Copy the data as given. No line may be skipped.

▬▬▬▬▬▬

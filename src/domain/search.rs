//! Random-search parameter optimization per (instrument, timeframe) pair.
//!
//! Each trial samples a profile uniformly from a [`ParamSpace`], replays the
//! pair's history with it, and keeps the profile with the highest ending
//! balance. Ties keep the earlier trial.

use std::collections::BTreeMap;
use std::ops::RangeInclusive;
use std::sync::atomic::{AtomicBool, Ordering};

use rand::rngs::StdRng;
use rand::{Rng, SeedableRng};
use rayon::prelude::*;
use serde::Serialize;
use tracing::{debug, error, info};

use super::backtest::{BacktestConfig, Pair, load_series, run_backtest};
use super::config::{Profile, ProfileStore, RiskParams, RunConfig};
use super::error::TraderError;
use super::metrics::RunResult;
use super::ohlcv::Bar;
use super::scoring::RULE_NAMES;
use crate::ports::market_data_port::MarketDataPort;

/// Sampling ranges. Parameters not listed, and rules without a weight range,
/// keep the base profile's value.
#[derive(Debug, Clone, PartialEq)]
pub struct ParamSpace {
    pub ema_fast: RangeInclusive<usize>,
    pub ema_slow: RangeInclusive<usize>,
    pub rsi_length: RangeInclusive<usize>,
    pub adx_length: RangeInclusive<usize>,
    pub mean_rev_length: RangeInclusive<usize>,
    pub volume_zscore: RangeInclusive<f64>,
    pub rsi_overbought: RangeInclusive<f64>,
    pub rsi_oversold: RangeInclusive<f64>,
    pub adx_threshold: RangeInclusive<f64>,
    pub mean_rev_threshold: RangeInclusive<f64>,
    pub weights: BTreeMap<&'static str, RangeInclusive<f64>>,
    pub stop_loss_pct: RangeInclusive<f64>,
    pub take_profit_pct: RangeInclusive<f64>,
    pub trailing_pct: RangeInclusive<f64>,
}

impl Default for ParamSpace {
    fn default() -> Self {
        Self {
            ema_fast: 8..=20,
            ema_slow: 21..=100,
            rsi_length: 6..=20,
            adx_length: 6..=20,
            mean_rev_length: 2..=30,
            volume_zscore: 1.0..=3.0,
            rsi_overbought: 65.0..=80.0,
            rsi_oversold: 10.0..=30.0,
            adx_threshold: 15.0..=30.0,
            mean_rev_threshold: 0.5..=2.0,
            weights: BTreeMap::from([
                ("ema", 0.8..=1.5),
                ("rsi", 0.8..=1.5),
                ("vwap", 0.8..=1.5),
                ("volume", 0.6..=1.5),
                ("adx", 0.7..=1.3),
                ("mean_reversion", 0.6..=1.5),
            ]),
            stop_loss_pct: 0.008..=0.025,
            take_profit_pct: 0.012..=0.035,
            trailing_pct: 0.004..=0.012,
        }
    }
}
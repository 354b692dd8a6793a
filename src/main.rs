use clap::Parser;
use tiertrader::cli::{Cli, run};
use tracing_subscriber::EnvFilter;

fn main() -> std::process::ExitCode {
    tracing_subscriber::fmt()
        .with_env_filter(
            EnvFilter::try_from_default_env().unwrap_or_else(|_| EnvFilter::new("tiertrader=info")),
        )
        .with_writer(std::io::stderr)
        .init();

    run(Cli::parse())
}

▬▬▬▬▬▬

_TASK ANSWER_
filename src/domain/search.rs
//! Random-search parameter optimization per (instrument, timeframe) pair.
//!
//! Each trial samples a profile uniformly from a [`ParamSpace`], replays the
//! pair's history with it, and keeps the profile with the highest ending
//! balance. Ties keep the earlier trial.

use std::collections::BTreeMap;
use std::ops::RangeInclusive;
use std::sync::atomic::{AtomicBool, Ordering};

use rand::rngs::StdRng;
use rand::{Rng, SeedableRng};
use rayon::prelude::*;
use serde::Serialize;
use tracing::{debug, error, info};

use super::backtest::{BacktestConfig, Pair, load_series, run_backtest};
use super::config::{Profile, ProfileStore, RiskParams, RunConfig};
use super::error::TraderError;
use super::metrics::RunResult;
use super::ohlcv::Bar;
use super::scoring::RULE_NAMES;
use crate::ports::market_data_port::MarketDataPort;

/// Sampling ranges. Parameters not listed, and rules without a weight range,
/// keep the base profile's value.
#[derive(Debug, Clone, PartialEq)]
pub struct ParamSpace {
    pub ema_fast: RangeInclusive<usize>,
    pub ema_slow: RangeInclusive<usize>,
    pub rsi_length: RangeInclusive<usize>,
    pub adx_length: RangeInclusive<usize>,
    pub mean_rev_length: RangeInclusive<usize>,
    pub volume_zscore: RangeInclusive<f64>,
    pub rsi_overbought: RangeInclusive<f64>,
    pub rsi_oversold: RangeInclusive<f64>,
    pub adx_threshold: RangeInclusive<f64>,
    pub mean_rev_threshold: RangeInclusive<f64>,
    pub weights: BTreeMap<&'static str, RangeInclusive<f64>>,
    pub stop_loss_pct: RangeInclusive<f64>,
    pub take_profit_pct: RangeInclusive<f64>,
    pub trailing_pct: RangeInclusive<f64>,
}

impl Default for ParamSpace {
    fn default() -> Self {
        Self {
            ema_fast: 8..=20,
            ema_slow: 21..=100,
            rsi_length: 6..=20,
            adx_length: 6..=20,
            mean_rev_length: 2..=30,
            volume_zscore: 1.0..=3.0,
            rsi_overbought: 65.0..=80.0,
            rsi_oversold: 10.0..=30.0,
            adx_threshold: 15.0..=30.0,
            mean_rev_threshold: 0.5..=2.0,
            weights: BTreeMap::from([
                ("ema", 0.8..=1.5),
                ("rsi", 0.8..=1.5),
                ("vwap", 0.8..=1.5),
                ("volume", 0.6..=1.5),
                ("adx", 0.7..=1.3),
                ("mean_reversion", 0.6..=1.5),
            ]),
            stop_loss_pct: 0.008..=0.025,
            take_profit_pct: 0.012..=0.035,
            trailing_pct: 0.004..=0.012,
        }
    }
}
repository 354b692dd8a6793a
filename src/main.rs
use clap::Parser;
use tiertrader::cli::{Cli, run};
use tracing_subscriber::EnvFilter;

fn main() -> std::process::ExitCode {
    tracing_subscriber::fmt()
        .with_env_filter(
            EnvFilter::try_from_default_env().unwrap_or_else(|_| EnvFilter::new("tiertrader=info")),
        )
        .with_writer(std::io::stderr)
        .init();

    run(Cli::parse())
}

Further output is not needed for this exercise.